TASK REQUIREMENTS: Your answer should be the lines of the data below that contain "level".

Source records
• • • • •

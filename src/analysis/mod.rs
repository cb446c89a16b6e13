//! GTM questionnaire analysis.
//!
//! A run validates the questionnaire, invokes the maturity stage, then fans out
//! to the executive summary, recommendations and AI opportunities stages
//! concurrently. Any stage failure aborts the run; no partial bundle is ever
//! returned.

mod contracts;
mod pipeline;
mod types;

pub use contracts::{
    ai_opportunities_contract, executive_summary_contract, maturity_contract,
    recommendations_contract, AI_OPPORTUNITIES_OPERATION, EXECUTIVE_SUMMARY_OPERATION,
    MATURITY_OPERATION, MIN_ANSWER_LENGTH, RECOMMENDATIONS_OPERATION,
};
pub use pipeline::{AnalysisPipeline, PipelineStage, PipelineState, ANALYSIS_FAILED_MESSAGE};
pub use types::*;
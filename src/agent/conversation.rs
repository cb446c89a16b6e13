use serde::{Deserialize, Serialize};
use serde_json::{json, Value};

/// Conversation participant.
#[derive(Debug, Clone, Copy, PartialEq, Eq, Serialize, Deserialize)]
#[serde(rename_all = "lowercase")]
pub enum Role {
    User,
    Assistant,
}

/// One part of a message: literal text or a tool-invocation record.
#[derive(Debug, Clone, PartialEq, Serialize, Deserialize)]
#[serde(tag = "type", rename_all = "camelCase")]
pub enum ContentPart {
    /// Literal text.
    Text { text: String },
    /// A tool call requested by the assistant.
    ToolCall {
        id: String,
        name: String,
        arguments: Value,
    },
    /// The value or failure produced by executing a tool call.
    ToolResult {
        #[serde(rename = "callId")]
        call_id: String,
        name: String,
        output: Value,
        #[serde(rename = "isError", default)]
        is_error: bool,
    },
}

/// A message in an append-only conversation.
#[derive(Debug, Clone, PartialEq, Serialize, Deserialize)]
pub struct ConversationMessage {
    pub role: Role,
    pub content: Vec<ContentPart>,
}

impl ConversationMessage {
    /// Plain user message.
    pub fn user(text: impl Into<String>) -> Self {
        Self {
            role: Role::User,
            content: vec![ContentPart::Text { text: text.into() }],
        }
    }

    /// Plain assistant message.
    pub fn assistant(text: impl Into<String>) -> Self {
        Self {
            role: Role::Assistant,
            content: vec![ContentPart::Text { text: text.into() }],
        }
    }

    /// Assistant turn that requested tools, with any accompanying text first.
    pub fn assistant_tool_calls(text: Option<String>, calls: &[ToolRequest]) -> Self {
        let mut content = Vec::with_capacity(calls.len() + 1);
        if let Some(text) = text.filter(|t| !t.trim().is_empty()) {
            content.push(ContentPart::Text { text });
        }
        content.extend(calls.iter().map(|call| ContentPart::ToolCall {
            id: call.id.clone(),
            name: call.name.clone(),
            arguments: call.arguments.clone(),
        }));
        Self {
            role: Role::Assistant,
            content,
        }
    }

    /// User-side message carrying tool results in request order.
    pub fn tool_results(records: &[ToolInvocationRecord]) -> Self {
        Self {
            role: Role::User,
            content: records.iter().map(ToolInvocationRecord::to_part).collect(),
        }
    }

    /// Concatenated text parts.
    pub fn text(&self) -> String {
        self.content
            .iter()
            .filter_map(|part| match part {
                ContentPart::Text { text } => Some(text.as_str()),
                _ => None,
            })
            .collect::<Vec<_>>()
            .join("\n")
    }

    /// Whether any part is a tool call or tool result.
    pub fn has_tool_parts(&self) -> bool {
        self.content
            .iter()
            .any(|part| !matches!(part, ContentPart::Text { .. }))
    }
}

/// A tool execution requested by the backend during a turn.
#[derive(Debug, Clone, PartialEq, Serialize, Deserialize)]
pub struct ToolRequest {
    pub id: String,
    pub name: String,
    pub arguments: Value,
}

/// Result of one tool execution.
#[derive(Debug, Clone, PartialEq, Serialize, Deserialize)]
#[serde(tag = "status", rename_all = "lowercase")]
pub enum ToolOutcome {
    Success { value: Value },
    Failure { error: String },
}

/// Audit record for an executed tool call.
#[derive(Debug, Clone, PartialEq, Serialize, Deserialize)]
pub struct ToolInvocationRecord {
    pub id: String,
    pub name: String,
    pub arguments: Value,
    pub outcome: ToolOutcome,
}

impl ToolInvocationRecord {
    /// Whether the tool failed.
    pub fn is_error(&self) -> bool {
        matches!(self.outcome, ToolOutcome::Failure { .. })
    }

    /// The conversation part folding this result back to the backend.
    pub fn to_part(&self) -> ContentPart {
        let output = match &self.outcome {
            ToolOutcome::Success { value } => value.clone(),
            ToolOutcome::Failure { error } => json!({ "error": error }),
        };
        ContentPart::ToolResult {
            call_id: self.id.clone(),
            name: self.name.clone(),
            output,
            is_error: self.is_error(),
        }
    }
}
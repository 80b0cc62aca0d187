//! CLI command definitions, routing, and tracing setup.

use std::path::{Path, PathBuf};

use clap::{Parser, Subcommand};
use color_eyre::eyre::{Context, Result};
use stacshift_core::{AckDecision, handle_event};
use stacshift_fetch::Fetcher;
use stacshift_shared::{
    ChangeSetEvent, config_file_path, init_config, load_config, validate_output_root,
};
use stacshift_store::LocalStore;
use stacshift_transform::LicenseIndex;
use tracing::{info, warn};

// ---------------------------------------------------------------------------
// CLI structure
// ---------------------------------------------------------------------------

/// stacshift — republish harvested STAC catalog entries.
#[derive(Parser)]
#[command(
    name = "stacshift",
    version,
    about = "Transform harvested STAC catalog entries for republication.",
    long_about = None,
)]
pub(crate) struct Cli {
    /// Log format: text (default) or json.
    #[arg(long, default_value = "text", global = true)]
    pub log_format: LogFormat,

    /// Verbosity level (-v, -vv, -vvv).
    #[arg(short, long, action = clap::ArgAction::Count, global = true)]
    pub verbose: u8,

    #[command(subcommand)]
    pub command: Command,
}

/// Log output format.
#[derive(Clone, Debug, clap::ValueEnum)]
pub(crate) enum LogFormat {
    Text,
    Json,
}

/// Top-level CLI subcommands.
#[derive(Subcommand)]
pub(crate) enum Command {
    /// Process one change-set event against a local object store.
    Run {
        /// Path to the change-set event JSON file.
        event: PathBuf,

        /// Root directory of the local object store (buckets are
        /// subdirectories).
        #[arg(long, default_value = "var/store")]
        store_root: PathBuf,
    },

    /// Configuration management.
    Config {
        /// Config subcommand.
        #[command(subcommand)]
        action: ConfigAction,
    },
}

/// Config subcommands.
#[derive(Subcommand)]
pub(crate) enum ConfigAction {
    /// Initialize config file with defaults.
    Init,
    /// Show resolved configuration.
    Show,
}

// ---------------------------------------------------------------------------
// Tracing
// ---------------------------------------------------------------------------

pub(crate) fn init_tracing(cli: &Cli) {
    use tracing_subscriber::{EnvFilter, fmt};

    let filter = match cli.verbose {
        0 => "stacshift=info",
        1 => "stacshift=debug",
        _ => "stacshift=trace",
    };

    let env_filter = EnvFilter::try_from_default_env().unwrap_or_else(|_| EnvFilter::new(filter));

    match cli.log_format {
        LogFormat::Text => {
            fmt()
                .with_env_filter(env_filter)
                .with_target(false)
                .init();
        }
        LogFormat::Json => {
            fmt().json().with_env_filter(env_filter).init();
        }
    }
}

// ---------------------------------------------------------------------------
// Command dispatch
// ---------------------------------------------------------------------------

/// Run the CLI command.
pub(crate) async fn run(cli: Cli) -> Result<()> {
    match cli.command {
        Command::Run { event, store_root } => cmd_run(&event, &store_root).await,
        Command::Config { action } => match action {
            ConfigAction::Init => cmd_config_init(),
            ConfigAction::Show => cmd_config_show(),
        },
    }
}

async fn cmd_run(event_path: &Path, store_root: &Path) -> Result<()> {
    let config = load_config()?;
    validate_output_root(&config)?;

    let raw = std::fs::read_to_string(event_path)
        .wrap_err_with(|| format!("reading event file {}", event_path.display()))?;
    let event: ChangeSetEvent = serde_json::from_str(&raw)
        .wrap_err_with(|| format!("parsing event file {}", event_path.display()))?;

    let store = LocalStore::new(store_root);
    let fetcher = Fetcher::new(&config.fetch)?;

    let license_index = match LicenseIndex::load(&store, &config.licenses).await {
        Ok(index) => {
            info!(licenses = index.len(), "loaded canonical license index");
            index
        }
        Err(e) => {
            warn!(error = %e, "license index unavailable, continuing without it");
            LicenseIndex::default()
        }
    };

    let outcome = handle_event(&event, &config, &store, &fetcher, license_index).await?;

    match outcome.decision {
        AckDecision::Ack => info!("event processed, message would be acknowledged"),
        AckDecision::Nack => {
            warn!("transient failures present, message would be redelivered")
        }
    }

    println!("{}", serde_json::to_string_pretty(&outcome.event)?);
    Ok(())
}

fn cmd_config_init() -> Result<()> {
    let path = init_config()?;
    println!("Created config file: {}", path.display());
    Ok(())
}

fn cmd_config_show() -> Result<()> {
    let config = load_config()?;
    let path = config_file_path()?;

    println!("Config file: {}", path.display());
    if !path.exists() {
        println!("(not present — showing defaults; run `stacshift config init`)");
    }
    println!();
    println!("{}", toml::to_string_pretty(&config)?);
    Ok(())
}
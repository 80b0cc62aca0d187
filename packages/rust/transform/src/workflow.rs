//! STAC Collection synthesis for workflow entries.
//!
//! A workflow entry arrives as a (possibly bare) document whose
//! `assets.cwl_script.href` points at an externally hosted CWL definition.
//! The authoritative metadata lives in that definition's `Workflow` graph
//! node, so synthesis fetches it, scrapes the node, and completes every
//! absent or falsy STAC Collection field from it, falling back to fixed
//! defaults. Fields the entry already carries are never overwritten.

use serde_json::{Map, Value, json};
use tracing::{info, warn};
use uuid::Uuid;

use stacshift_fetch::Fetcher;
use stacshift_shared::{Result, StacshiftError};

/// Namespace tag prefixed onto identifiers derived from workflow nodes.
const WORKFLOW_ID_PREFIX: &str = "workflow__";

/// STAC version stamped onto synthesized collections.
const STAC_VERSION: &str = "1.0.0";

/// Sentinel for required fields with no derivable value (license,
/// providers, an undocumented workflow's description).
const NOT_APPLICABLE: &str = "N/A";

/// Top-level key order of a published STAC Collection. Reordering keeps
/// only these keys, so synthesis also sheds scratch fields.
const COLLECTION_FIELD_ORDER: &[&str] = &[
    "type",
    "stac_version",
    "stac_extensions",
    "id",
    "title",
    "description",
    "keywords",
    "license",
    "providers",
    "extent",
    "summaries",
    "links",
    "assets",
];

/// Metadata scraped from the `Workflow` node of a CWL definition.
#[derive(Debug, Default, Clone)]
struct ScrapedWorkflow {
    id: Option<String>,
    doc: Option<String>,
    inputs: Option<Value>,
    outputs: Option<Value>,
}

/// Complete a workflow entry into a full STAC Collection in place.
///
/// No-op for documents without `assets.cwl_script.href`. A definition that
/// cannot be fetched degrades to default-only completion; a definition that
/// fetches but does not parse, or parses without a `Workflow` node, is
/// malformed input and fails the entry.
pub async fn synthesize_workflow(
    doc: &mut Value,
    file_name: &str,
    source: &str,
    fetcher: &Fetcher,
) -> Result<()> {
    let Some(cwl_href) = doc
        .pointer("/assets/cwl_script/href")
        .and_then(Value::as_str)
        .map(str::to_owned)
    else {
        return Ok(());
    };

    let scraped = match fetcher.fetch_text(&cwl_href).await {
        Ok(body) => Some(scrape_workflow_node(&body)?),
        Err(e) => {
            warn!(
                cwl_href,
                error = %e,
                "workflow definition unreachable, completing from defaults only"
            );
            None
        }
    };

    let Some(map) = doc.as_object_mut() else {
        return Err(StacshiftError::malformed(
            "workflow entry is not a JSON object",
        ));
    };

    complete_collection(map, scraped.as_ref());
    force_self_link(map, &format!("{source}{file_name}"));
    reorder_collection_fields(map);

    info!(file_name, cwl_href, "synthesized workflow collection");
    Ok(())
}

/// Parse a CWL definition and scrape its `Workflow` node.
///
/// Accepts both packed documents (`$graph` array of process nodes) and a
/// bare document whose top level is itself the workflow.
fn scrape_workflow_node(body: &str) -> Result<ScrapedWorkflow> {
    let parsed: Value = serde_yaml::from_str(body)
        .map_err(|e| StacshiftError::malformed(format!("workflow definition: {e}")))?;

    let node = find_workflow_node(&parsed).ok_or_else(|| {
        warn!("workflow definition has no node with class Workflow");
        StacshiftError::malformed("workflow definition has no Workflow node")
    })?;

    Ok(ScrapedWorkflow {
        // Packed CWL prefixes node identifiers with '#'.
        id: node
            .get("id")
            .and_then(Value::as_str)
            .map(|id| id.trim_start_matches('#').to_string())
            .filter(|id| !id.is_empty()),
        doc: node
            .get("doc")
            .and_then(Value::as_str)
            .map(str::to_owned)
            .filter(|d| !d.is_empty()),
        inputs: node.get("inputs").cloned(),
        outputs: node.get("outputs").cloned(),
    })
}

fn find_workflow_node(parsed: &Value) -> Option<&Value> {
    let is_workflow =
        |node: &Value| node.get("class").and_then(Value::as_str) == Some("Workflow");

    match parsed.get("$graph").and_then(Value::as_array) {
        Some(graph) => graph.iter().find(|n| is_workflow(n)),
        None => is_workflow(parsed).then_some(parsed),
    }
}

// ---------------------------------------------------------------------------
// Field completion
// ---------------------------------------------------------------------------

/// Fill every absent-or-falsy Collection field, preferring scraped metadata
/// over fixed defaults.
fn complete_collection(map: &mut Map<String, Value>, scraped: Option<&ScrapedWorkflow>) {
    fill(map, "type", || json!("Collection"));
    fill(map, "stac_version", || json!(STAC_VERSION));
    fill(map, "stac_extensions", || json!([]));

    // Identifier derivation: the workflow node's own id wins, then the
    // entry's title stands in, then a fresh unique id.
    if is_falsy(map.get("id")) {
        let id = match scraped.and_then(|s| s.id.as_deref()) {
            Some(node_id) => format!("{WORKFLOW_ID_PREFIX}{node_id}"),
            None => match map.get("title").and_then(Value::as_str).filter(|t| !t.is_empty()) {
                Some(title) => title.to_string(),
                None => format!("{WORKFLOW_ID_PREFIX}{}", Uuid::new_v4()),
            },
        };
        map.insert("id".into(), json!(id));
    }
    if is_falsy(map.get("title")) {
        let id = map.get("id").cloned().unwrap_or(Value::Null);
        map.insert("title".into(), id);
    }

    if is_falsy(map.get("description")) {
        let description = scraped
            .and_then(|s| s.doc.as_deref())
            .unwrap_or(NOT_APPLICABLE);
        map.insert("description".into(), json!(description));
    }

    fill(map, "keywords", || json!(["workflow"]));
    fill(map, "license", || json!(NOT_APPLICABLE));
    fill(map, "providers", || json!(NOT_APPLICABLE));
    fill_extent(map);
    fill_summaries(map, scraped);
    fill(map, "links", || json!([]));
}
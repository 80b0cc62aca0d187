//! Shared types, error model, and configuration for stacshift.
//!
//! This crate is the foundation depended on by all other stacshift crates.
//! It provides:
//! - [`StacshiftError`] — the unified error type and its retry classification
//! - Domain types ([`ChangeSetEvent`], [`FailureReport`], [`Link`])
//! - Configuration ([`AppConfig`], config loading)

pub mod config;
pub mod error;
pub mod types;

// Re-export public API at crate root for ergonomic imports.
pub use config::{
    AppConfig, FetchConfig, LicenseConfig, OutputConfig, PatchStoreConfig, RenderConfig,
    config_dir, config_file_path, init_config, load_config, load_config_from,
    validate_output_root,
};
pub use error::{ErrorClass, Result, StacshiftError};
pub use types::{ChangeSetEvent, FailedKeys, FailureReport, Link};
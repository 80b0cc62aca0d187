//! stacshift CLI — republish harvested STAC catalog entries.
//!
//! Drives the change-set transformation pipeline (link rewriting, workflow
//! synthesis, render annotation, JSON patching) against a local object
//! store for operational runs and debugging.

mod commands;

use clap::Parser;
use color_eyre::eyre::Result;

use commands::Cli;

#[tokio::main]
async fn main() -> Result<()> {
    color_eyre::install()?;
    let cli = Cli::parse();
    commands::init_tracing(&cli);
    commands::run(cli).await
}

• • • • •

RESPONSE AREA:
    /// Verbosity level (-v, -vv, -vvv).
/// Top-level CLI subcommands.
/// Top-level key order of a published STAC Collection. Reordering keeps
/// bare document whose top level is itself the workflow.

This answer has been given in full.